Start of Block

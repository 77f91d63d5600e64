#![allow(dead_code)]

use std::sync::Arc;
use std::time::Duration;

use parkcart_rs::{
    config::ServerConfig,
    create_app,
    models::Commodity,
    repositories::InMemoryCartRepository,
    services::CartService,
    Metrics,
};
use reqwest::Client;
use rust_decimal_macros::dec;
use serde_json::{json, Value};
use tokio::net::TcpListener;

pub const VISITOR_ID: i32 = 7;
pub const T_SHIRT_ID: i32 = 3;
pub const MUG_ID: i32 = 4;
pub const SOLD_OUT_ID: i32 = 5;

pub struct TestEnvironment {
    pub client: Client,
    pub base_url: String,
    pub repository: Arc<InMemoryCartRepository>,
}

pub fn test_catalog() -> Vec<Commodity> {
    vec![
        Commodity::new(T_SHIRT_ID, "Park T-Shirt", dec!(19.99), 5)
            .with_image_url("https://cdn.example.com/shirt.png"),
        Commodity::new(MUG_ID, "Souvenir Mug", dec!(9.50), 100),
        Commodity::new(SOLD_OUT_ID, "Mascot Plush", dec!(24.00), 0),
    ]
}

fn test_server_config() -> ServerConfig {
    ServerConfig {
        host: "127.0.0.1".to_string(),
        port: 8080,
        request_timeout_seconds: 5,
        max_request_size: 16 * 1024,
    }
}

impl TestEnvironment {
    pub async fn new() -> Self {
        let repository = Arc::new(InMemoryCartRepository::with_commodities(test_catalog()));
        let cart_service = Arc::new(CartService::new(repository.clone()));
        let metrics = Arc::new(Metrics::new().expect("Failed to create metrics"));
        let app = create_app(cart_service, metrics, &test_server_config());

        let listener = TcpListener::bind("127.0.0.1:0")
            .await
            .expect("Failed to bind listener");
        let addr = listener.local_addr().expect("Failed to get local address");
        let base_url = format!("http://{}", addr);

        tokio::spawn(async move {
            axum::serve(listener, app)
                .await
                .expect("Failed to serve app");
        });

        // Wait for server to start
        tokio::time::sleep(Duration::from_millis(50)).await;

        Self {
            client: Client::new(),
            base_url,
            repository,
        }
    }

    pub fn url(&self, path: &str) -> String {
        format!("{}{}", self.base_url, path)
    }

    /// POST /api/cart/add and return status and body
    pub async fn add(&self, body: Value) -> (u16, Value) {
        let response = self
            .client
            .post(self.url("/api/cart/add"))
            .json(&body)
            .send()
            .await
            .expect("Failed to send request");
        let status = response.status().as_u16();
        (status, response.json().await.expect("Failed to parse response"))
    }

    pub async fn add_item(&self, commodity_type_id: i32, quantity: i32, size: Option<&str>) -> (u16, Value) {
        self.add(json!({
            "visitorId": VISITOR_ID,
            "commodityTypeId": commodity_type_id,
            "quantity": quantity,
            "size": size,
        }))
        .await
    }

    pub async fn list(&self, visitor_id: i32) -> Vec<Value> {
        let response = self
            .client
            .get(self.url(&format!("/api/cart/{}", visitor_id)))
            .send()
            .await
            .expect("Failed to send request");
        assert_eq!(response.status().as_u16(), 200);
        response.json().await.expect("Failed to parse response")
    }
}
pub mod api;
pub mod health;
pub mod metrics;
pub mod middleware;

pub use api::{create_cart_router, CartApiState};
pub use health::health_check;
pub use metrics::metrics_handler;
pub use middleware::{request_validation_middleware, security_headers_middleware};
use axum::{
    body::Body,
    extract::Request,
    http::{header, HeaderValue, Method, StatusCode},
    middleware::Next,
    response::{Json, Response},
};
use serde_json::{json, Value};
use tracing::warn;

/// Request validation middleware
pub async fn request_validation_middleware(
    request: Request<Body>,
    next: Next,
) -> Result<Response, (StatusCode, Json<Value>)> {
    validate_content_type(&request)?;

    Ok(next.run(request).await)
}

/// Bodies of POST and PUT requests must be JSON
fn validate_content_type(request: &Request<Body>) -> Result<(), (StatusCode, Json<Value>)> {
    let method = request.method();
    if method != Method::POST && method != Method::PUT && method != Method::PATCH {
        return Ok(());
    }

    match request.headers().get(header::CONTENT_TYPE) {
        Some(content_type) => {
            let content_type_str = content_type.to_str().unwrap_or("");

            if !content_type_str.starts_with("application/json") {
                warn!("Invalid content type: {}", content_type_str);
                return Err((
                    StatusCode::UNSUPPORTED_MEDIA_TYPE,
                    Json(json!({
                        "error": "Unsupported media type",
                        "message": "Content-Type must be application/json",
                        "timestamp": chrono::Utc::now().to_rfc3339(),
                    })),
                ));
            }
            Ok(())
        }
        None => {
            warn!("Missing content type header");
            Err((
                StatusCode::BAD_REQUEST,
                Json(json!({
                    "error": "Validation failed",
                    "message": "Content-Type header is required for requests with body",
                    "timestamp": chrono::Utc::now().to_rfc3339(),
                })),
            ))
        }
    }
}

/// Security headers middleware
pub async fn security_headers_middleware(request: Request<Body>, next: Next) -> Response {
    let mut response = next.run(request).await;
    let headers = response.headers_mut();

    headers.insert(
        header::X_CONTENT_TYPE_OPTIONS,
        HeaderValue::from_static("nosniff"),
    );
    headers.insert(header::X_FRAME_OPTIONS, HeaderValue::from_static("DENY"));
    headers.insert(
        header::REFERRER_POLICY,
        HeaderValue::from_static("strict-origin-when-cross-origin"),
    );
    headers.insert(
        header::CONTENT_SECURITY_POLICY,
        HeaderValue::from_static("default-src 'self'"),
    );

    response
}

#[cfg(test)]
mod tests {
    use super::*;
    use axum::{middleware, routing::post, Router};
    use tower::ServiceExt;

    fn app() -> Router {
        Router::new()
            .route("/echo", post(|| async { "ok" }).delete(|| async { "gone" }))
            .layer(middleware::from_fn(request_validation_middleware))
            .layer(middleware::from_fn(security_headers_middleware))
    }

    #[tokio::test]
    async fn test_json_body_is_accepted() {
        let request = Request::builder()
            .method(Method::POST)
            .uri("/echo")
            .header("content-type", "application/json; charset=utf-8")
            .body(Body::from("{}"))
            .unwrap();

        let response = app().oneshot(request).await.unwrap();
        assert_eq!(response.status(), StatusCode::OK);
        assert_eq!(response.headers()["x-frame-options"], "DENY");
    }

    #[tokio::test]
    async fn test_wrong_content_type_is_rejected() {
        let request = Request::builder()
            .method(Method::POST)
            .uri("/echo")
            .header("content-type", "text/plain")
            .body(Body::from("hello"))
            .unwrap();

        let response = app().oneshot(request).await.unwrap();
        assert_eq!(response.status(), StatusCode::UNSUPPORTED_MEDIA_TYPE);
    }

    #[tokio::test]
    async fn test_missing_content_type_is_rejected() {
        let request = Request::builder()
            .method(Method::POST)
            .uri("/echo")
            .body(Body::from("{}"))
            .unwrap();

        let response = app().oneshot(request).await.unwrap();
        assert_eq!(response.status(), StatusCode::BAD_REQUEST);
    }

    #[tokio::test]
    async fn test_delete_without_body_passes() {
        let request = Request::builder()
            .method(Method::DELETE)
            .uri("/echo")
            .body(Body::empty())
            .unwrap();

        let response = app().oneshot(request).await.unwrap();
        assert_eq!(response.status(), StatusCode::OK);
        assert_eq!(response.headers()["x-content-type-options"], "nosniff");
    }
}
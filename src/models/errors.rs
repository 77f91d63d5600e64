use thiserror::Error;

/// Service-level errors that can occur in business logic
#[derive(Debug, Error)]
pub enum ServiceError {
    #[error("Cart item not found: {cart_id}")]
    CartItemNotFound { cart_id: i32 },

    #[error("Commodity not found: {commodity_type_id}")]
    CommodityNotFound { commodity_type_id: i32 },

    #[error("Validation error: {message}")]
    ValidationError { message: String },

    #[error("{0}")]
    StockViolation(#[from] StockViolation),

    #[error("Repository error: {source}")]
    Repository { source: RepositoryError },
}

/// A write rejected because the resulting cart quantity is not acceptable for
/// the commodity's current stock.
#[derive(Debug, Clone, PartialEq, Eq, Error)]
pub enum StockViolation {
    #[error("Quantity must be greater than 0")]
    NonPositiveQuantity { quantity: i32 },

    #[error("Commodity is out of stock")]
    OutOfStock,

    #[error("Requested quantity {requested} exceeds stock: only {available} available in stock")]
    ExceedsStock { requested: i32, available: i32 },
}

impl StockViolation {
    /// Short label used for metrics
    pub fn reason_code(&self) -> &'static str {
        match self {
            StockViolation::NonPositiveQuantity { .. } => "non_positive_quantity",
            StockViolation::OutOfStock => "out_of_stock",
            StockViolation::ExceedsStock { .. } => "exceeds_stock",
        }
    }
}

/// Repository-level errors for data access operations
#[derive(Debug, Error)]
pub enum RepositoryError {
    #[error("Database connection failed")]
    ConnectionFailed,

    #[error("Item not found")]
    NotFound,

    #[error("Commodity type {commodity_type_id} does not exist")]
    CommodityNotFound { commodity_type_id: i32 },

    #[error("Stock check failed: {0}")]
    StockViolation(StockViolation),

    #[error("Constraint violation: {message}")]
    ConstraintViolation { message: String },

    #[error("Database error: {message}")]
    Database { message: String },

    #[error("Timeout occurred during operation")]
    Timeout,
}

impl RepositoryError {
    /// True when the store itself failed, false for rejections it answered
    pub fn is_store_failure(&self) -> bool {
        !matches!(
            self,
            RepositoryError::NotFound
                | RepositoryError::CommodityNotFound { .. }
                | RepositoryError::StockViolation(_)
        )
    }
}

impl From<sqlx::Error> for RepositoryError {
    fn from(err: sqlx::Error) -> Self {
        match err {
            sqlx::Error::RowNotFound => RepositoryError::NotFound,
            sqlx::Error::PoolTimedOut => RepositoryError::Timeout,
            sqlx::Error::PoolClosed | sqlx::Error::Io(_) | sqlx::Error::Tls(_) => {
                RepositoryError::ConnectionFailed
            }
            sqlx::Error::Database(db_err) => {
                if db_err.is_foreign_key_violation()
                    || db_err.is_check_violation()
                    || db_err.is_unique_violation()
                {
                    RepositoryError::ConstraintViolation {
                        message: db_err.message().to_string(),
                    }
                } else {
                    RepositoryError::Database {
                        message: db_err.message().to_string(),
                    }
                }
            }
            other => RepositoryError::Database {
                message: other.to_string(),
            },
        }
    }
}

impl From<RepositoryError> for ServiceError {
    fn from(err: RepositoryError) -> Self {
        match err {
            RepositoryError::StockViolation(violation) => ServiceError::StockViolation(violation),
            RepositoryError::CommodityNotFound { commodity_type_id } => {
                ServiceError::CommodityNotFound { commodity_type_id }
            }
            other => ServiceError::Repository { source: other },
        }
    }
}

/// Validation errors for input data
#[derive(Debug, Error)]
pub enum ValidationError {
    #[error("Required field missing: {field}")]
    RequiredField { field: String },

    #[error("Field too long: {field}, max_length={max_length}, actual_length={actual_length}")]
    TooLong {
        field: String,
        max_length: usize,
        actual_length: usize,
    },

    #[error("Value out of range: {field}, min={min}, value={value}")]
    OutOfRange {
        field: String,
        min: String,
        value: String,
    },

    #[error("Malformed request: {reason}")]
    Malformed { reason: String },
}

impl From<ValidationError> for ServiceError {
    fn from(err: ValidationError) -> Self {
        ServiceError::ValidationError {
            message: err.to_string(),
        }
    }
}

/// Result type alias for service operations
pub type ServiceResult<T> = Result<T, ServiceError>;

/// Result type alias for repository operations
pub type RepositoryResult<T> = Result<T, RepositoryError>;

/// Result type alias for validation operations
pub type ValidationResult<T> = Result<T, ValidationError>;
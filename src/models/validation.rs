use super::{
    AddToCartRequest, NewCartItem, StockViolation, UpdateCartItemRequest, ValidationError,
    ValidationResult,
};

/// Trait for validating input models
pub trait Validate {
    fn validate(&self) -> ValidationResult<()>;
}

/// Validation constants
pub const MAX_SIZE_LENGTH: usize = 10;
pub const MIN_CART_QUANTITY: i32 = 1;

impl Validate for UpdateCartItemRequest {
    fn validate(&self) -> ValidationResult<()> {
        let quantity = self.quantity.ok_or_else(|| ValidationError::RequiredField {
            field: "quantity".to_string(),
        })?;
        validate_cart_quantity(quantity)
    }
}

impl TryFrom<AddToCartRequest> for NewCartItem {
    type Error = ValidationError;

    fn try_from(request: AddToCartRequest) -> ValidationResult<Self> {
        let visitor_id = validate_id("visitorId", request.visitor_id)?;
        let commodity_type_id = validate_id("commodityTypeId", request.commodity_type_id)?;
        validate_cart_quantity(request.quantity)?;
        let size = normalize_size(request.size.as_deref())?;

        Ok(NewCartItem {
            visitor_id,
            commodity_type_id,
            quantity: request.quantity,
            size,
        })
    }
}

/// Validate a required, positive identifier and return it
pub fn validate_id(field: &str, id: Option<i32>) -> ValidationResult<i32> {
    let id = id.ok_or_else(|| ValidationError::RequiredField {
        field: field.to_string(),
    })?;

    if id < 1 {
        return Err(ValidationError::OutOfRange {
            field: field.to_string(),
            min: "1".to_string(),
            value: id.to_string(),
        });
    }

    Ok(id)
}

/// Validate a requested cart quantity
pub fn validate_cart_quantity(quantity: i32) -> ValidationResult<()> {
    if quantity < MIN_CART_QUANTITY {
        return Err(ValidationError::OutOfRange {
            field: "quantity".to_string(),
            min: MIN_CART_QUANTITY.to_string(),
            value: quantity.to_string(),
        });
    }
    Ok(())
}

/// Bring a size into its canonical form.
///
/// Surrounding whitespace is dropped and an absent, empty or blank size all
/// become `None`, so they identify the same cart row.
pub fn normalize_size(size: Option<&str>) -> ValidationResult<Option<String>> {
    let Some(trimmed) = size.map(str::trim).filter(|s| !s.is_empty()) else {
        return Ok(None);
    };

    let length = trimmed.chars().count();
    if length > MAX_SIZE_LENGTH {
        return Err(ValidationError::TooLong {
            field: "size".to_string(),
            max_length: MAX_SIZE_LENGTH,
            actual_length: length,
        });
    }

    Ok(Some(trimmed.to_string()))
}

/// Stock rule for cart writes.
///
/// `current` is the quantity already in the row (0 for a new row or an absolute
/// set), `requested` the amount being added. Returns the quantity to persist.
pub fn validate_stock_and_quantity(
    current: i32,
    requested: i32,
    stock_available: i32,
) -> Result<i32, StockViolation> {
    let Some(resulting) = current.checked_add(requested) else {
        return Err(StockViolation::ExceedsStock {
            requested: i32::MAX,
            available: stock_available.max(0),
        });
    };

    if resulting <= 0 {
        return Err(StockViolation::NonPositiveQuantity {
            quantity: resulting,
        });
    }

    if stock_available <= 0 {
        return Err(StockViolation::OutOfStock);
    }

    if resulting > stock_available {
        return Err(StockViolation::ExceedsStock {
            requested: resulting,
            available: stock_available,
        });
    }

    Ok(resulting)
}
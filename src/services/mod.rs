// Services module - business logic layer

pub mod cart_service;

pub use cart_service::CartService;
//! GraphQL store adapters
//!
//! The store is a Hasura-style GraphQL endpoint; timers live in `timer_v2`
//! and team subscriptions hang off `team.payments`.

pub mod client;
pub mod filter;
pub mod teams;
pub mod timers;

pub use client::{GraphqlClient, GraphqlClientBuilder};
pub use teams::GraphqlPlanResolver;
pub use timers::GraphqlTimerRepository;
//! Wall-clock abstraction
//!
//! Plan retention floors are relative to "now"; services read it through
//! [`Clock`] so reports stay deterministic under test.

use std::sync::{Arc, Mutex};

use chrono::{DateTime, Duration, Utc};

/// Source of the current UTC instant.
pub trait Clock: Send + Sync {
    fn now(&self) -> DateTime<Utc>;
}

/// Real system clock. Use this in production code.
#[derive(Debug, Clone, Copy, Default)]
pub struct SystemClock;

impl Clock for SystemClock {
    fn now(&self) -> DateTime<Utc> {
        Utc::now()
    }
}

/// Clock frozen at a chosen instant, advanced manually.
#[derive(Debug, Clone)]
pub struct FixedClock {
    now: Arc<Mutex<DateTime<Utc>>>,
}

impl FixedClock {
    pub fn new(now: DateTime<Utc>) -> Self {
        Self { now: Arc::new(Mutex::new(now)) }
    }

    /// Move the clock forward by `by`.
    pub fn advance(&self, by: Duration) {
        let mut guard = self.now.lock().unwrap_or_else(std::sync::PoisonError::into_inner);
        *guard += by;
    }

    pub fn set(&self, now: DateTime<Utc>) {
        let mut guard = self.now.lock().unwrap_or_else(std::sync::PoisonError::into_inner);
        *guard = now;
    }
}

impl Clock for FixedClock {
    fn now(&self) -> DateTime<Utc> {
        *self.now.lock().unwrap_or_else(std::sync::PoisonError::into_inner)
    }
}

End of Block

Lines after the one containing "status and body" are not wanted; repeat exactly each line above from the first up to and including it.

> _Result of this task_:
repository 77f91d63d5600e64
#![allow(dead_code)]

use std::sync::Arc;
use std::time::Duration;

use parkcart_rs::{
    config::ServerConfig,
    create_app,
    models::Commodity,
    repositories::InMemoryCartRepository,
    services::CartService,
    Metrics,
};
use reqwest::Client;
use rust_decimal_macros::dec;
use serde_json::{json, Value};
use tokio::net::TcpListener;

pub const VISITOR_ID: i32 = 7;
pub const T_SHIRT_ID: i32 = 3;
pub const MUG_ID: i32 = 4;
pub const SOLD_OUT_ID: i32 = 5;

pub struct TestEnvironment {
    pub client: Client,
    pub base_url: String,
    pub repository: Arc<InMemoryCartRepository>,
}

pub fn test_catalog() -> Vec<Commodity> {
    vec![
        Commodity::new(T_SHIRT_ID, "Park T-Shirt", dec!(19.99), 5)
            .with_image_url("https://cdn.example.com/shirt.png"),
        Commodity::new(MUG_ID, "Souvenir Mug", dec!(9.50), 100),
        Commodity::new(SOLD_OUT_ID, "Mascot Plush", dec!(24.00), 0),
    ]
}

fn test_server_config() -> ServerConfig {
    ServerConfig {
        host: "127.0.0.1".to_string(),
        port: 8080,
        request_timeout_seconds: 5,
        max_request_size: 16 * 1024,
    }
}

impl TestEnvironment {
    pub async fn new() -> Self {
        let repository = Arc::new(InMemoryCartRepository::with_commodities(test_catalog()));
        let cart_service = Arc::new(CartService::new(repository.clone()));
        let metrics = Arc::new(Metrics::new().expect("Failed to create metrics"));
        let app = create_app(cart_service, metrics, &test_server_config());

        let listener = TcpListener::bind("127.0.0.1:0")
            .await
            .expect("Failed to bind listener");
        let addr = listener.local_addr().expect("Failed to get local address");
        let base_url = format!("http://{}", addr);

        tokio::spawn(async move {
            axum::serve(listener, app)
                .await
                .expect("Failed to serve app");
        });

        // Wait for server to start
        tokio::time::sleep(Duration::from_millis(50)).await;

        Self {
            client: Client::new(),
            base_url,
            repository,
        }
    }

    pub fn url(&self, path: &str) -> String {
        format!("{}{}", self.base_url, path)
    }

    /// POST /api/cart/add and return status and body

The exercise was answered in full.